*What to produce:*
Which lines run from the one containing "pub fn on_countdown_tick(&mut" through the end of the material? Reproduce them exactly.

*Records to use:*
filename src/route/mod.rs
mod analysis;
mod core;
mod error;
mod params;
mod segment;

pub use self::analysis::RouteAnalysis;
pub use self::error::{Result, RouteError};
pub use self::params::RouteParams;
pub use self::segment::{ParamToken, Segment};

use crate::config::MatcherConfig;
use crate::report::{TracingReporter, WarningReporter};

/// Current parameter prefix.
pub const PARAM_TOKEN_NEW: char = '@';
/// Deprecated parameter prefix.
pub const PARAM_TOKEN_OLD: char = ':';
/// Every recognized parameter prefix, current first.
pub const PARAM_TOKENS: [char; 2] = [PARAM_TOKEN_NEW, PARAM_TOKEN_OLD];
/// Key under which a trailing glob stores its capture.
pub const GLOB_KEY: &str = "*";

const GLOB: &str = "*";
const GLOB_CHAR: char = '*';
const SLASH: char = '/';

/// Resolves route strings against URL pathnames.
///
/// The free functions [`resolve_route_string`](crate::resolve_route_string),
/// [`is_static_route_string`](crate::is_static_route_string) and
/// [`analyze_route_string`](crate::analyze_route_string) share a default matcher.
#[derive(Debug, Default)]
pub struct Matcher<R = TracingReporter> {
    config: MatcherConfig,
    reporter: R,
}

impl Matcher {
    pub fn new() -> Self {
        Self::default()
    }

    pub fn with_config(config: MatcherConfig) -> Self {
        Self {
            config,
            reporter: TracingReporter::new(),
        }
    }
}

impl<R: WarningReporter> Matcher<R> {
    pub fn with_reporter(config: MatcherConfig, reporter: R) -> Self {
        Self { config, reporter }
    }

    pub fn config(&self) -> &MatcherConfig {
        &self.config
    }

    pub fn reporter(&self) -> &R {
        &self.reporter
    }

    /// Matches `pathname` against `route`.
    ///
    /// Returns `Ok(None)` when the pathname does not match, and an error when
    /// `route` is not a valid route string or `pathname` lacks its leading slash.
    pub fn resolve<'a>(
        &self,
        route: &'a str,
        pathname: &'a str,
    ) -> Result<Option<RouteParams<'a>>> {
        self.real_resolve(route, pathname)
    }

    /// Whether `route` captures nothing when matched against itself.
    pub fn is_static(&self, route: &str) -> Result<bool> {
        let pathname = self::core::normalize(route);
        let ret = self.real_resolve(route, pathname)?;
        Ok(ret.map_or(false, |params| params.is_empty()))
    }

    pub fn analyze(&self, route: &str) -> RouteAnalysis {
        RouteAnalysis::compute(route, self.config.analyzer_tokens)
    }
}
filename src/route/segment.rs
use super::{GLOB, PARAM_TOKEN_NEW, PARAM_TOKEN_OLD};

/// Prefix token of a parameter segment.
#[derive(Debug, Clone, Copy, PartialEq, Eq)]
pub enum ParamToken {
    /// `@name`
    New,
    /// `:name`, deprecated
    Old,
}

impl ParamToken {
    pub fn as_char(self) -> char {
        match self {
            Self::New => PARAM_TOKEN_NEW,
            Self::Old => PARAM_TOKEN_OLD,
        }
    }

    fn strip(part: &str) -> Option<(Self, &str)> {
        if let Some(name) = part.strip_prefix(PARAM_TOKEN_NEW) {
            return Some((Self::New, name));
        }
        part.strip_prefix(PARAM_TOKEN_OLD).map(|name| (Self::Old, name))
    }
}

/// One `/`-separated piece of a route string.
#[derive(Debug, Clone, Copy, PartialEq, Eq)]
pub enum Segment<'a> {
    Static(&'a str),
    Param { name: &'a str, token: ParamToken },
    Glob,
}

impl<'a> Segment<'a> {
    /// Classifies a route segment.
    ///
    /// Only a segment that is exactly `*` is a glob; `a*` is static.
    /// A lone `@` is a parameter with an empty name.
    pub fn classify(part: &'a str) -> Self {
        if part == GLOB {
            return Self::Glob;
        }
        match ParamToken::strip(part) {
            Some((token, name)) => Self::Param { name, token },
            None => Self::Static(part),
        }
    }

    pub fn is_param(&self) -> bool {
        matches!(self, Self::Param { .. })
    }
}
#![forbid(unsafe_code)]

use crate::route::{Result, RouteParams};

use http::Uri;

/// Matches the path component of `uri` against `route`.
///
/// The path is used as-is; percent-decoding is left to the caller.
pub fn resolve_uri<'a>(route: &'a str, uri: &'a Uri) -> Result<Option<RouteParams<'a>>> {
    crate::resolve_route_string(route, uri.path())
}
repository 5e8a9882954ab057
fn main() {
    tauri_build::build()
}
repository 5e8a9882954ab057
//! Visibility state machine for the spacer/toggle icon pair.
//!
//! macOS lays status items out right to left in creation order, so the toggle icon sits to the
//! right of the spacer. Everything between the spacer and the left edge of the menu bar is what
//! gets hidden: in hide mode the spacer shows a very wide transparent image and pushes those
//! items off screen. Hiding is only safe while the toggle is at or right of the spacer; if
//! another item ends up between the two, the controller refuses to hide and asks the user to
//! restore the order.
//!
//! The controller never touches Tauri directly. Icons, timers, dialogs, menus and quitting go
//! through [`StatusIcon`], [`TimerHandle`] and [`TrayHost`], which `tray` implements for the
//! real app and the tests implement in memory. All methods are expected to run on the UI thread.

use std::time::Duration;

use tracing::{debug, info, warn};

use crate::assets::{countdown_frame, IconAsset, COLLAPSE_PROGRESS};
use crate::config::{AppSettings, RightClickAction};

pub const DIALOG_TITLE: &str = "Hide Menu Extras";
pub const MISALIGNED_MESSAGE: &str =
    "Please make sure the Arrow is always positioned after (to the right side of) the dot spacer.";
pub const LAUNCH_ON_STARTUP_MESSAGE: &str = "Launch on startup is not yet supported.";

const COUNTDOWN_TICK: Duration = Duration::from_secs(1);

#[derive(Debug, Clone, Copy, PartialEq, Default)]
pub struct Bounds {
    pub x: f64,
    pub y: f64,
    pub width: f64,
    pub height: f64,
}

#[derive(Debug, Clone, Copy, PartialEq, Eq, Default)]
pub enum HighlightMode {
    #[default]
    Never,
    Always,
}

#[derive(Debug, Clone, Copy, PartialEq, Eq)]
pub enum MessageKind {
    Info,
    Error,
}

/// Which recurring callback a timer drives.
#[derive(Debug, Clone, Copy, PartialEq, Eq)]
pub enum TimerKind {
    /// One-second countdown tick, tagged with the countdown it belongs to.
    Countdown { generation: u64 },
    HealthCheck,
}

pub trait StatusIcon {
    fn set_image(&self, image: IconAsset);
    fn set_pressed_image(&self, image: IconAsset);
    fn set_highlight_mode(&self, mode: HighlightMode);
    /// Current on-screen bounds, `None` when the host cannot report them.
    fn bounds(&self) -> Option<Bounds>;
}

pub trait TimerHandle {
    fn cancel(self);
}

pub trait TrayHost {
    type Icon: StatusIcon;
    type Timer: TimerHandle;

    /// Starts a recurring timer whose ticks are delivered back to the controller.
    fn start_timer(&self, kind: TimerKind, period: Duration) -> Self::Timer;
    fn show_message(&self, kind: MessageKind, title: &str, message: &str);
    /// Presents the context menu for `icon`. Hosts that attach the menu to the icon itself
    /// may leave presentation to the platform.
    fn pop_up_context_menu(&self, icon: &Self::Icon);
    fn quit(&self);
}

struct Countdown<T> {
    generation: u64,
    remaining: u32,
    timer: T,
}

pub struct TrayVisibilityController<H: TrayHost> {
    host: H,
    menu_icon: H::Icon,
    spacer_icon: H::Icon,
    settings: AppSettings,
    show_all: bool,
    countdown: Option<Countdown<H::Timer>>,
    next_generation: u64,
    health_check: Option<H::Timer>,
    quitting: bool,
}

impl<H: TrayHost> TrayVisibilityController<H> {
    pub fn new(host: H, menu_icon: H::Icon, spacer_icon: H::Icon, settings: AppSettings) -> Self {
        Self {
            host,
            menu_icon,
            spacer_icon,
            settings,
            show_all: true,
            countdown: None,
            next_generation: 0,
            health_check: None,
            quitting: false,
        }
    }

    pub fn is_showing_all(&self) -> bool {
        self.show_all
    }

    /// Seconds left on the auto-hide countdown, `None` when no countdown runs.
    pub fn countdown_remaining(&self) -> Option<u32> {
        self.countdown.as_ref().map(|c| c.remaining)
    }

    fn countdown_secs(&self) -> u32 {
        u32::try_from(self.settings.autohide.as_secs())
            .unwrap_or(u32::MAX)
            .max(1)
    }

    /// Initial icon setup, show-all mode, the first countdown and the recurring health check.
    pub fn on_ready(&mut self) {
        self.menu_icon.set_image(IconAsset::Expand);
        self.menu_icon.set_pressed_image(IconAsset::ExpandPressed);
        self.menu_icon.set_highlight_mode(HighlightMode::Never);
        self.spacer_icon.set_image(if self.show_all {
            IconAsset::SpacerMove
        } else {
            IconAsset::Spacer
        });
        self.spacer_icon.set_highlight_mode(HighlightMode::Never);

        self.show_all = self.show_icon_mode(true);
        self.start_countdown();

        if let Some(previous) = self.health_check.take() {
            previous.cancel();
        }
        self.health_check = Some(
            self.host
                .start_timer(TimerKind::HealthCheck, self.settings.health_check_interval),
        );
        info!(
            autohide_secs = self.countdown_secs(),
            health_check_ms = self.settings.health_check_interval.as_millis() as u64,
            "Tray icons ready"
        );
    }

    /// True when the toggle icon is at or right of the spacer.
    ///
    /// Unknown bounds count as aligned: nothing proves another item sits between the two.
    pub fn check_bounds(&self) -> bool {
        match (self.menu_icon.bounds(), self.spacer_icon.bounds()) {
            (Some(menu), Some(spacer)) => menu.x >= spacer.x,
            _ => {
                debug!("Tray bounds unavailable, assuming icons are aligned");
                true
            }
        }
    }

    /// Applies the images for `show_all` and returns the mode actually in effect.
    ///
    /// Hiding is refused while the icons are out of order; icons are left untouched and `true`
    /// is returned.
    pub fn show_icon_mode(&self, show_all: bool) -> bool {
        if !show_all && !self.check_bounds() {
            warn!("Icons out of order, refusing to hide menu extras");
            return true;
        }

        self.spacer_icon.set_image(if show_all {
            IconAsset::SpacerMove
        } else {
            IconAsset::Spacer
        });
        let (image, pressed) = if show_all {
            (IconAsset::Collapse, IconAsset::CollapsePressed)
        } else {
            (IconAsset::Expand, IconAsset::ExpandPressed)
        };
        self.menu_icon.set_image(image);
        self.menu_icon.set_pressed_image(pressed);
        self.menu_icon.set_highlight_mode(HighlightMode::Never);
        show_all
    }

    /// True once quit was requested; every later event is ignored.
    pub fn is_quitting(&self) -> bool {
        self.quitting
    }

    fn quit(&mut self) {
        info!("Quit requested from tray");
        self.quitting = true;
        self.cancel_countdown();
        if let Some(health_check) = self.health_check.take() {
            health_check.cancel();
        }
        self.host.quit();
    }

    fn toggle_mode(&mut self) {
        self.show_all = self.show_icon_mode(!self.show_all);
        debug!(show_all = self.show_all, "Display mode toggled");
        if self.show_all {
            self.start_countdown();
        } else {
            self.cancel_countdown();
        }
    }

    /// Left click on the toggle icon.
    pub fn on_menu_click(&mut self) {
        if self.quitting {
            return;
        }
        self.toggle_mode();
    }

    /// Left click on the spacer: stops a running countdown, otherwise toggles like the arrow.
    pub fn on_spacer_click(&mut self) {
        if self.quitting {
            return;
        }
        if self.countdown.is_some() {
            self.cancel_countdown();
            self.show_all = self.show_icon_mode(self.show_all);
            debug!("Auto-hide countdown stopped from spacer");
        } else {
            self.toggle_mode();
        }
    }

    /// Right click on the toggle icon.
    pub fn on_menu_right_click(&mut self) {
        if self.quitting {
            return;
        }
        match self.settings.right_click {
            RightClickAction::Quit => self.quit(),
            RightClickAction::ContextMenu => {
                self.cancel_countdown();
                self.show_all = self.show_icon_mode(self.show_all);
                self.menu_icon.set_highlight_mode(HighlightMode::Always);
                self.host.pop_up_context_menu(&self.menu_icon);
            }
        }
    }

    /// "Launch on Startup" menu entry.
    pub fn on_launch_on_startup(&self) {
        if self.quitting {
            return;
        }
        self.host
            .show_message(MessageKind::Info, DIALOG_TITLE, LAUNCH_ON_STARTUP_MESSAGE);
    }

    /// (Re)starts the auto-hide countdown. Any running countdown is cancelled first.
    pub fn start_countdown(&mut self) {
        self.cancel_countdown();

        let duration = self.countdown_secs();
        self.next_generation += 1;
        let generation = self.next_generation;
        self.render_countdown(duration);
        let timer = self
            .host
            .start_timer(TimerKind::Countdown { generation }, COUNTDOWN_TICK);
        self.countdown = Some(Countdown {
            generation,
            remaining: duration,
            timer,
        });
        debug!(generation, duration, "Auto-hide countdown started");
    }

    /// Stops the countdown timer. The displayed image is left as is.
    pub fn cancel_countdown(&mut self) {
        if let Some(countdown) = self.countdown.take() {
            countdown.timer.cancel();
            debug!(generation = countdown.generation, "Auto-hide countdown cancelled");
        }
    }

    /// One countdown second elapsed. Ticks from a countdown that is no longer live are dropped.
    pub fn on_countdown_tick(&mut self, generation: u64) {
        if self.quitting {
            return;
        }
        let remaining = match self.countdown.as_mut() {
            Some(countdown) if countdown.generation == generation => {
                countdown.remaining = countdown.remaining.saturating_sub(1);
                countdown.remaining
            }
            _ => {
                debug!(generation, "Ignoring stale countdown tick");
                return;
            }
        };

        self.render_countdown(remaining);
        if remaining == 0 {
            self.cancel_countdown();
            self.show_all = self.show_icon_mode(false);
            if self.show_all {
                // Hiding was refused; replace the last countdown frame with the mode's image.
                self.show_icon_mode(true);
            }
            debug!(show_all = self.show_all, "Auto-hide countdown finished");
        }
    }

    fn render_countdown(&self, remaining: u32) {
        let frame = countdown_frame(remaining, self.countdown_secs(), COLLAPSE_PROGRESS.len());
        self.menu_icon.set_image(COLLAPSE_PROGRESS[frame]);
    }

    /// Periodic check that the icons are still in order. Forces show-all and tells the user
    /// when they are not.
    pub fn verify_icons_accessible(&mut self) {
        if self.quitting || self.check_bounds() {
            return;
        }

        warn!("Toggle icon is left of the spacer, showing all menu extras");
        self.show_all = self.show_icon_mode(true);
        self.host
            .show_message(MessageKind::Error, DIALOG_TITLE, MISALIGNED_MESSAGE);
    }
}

*Exercise response:*
    pub fn on_countdown_tick(&mut self, generation: u64) {
        if self.quitting {
            return;
        }
        let remaining = match self.countdown.as_mut() {
            Some(countdown) if countdown.generation == generation => {
                countdown.remaining = countdown.remaining.saturating_sub(1);
                countdown.remaining
            }
            _ => {
                debug!(generation, "Ignoring stale countdown tick");
                return;
            }
        };

        self.render_countdown(remaining);
        if remaining == 0 {
            self.cancel_countdown();
            self.show_all = self.show_icon_mode(false);
            if self.show_all {
                // Hiding was refused; replace the last countdown frame with the mode's image.
                self.show_icon_mode(true);
            }
            debug!(show_all = self.show_all, "Auto-hide countdown finished");
        }
    }

    fn render_countdown(&self, remaining: u32) {
        let frame = countdown_frame(remaining, self.countdown_secs(), COLLAPSE_PROGRESS.len());
        self.menu_icon.set_image(COLLAPSE_PROGRESS[frame]);
    }

    /// Periodic check that the icons are still in order. Forces show-all and tells the user
    /// when they are not.
    pub fn verify_icons_accessible(&mut self) {
        if self.quitting || self.check_bounds() {
            return;
        }

        warn!("Toggle icon is left of the spacer, showing all menu extras");
        self.show_all = self.show_icon_mode(true);
        self.host
            .show_message(MessageKind::Error, DIALOG_TITLE, MISALIGNED_MESSAGE);
    }
}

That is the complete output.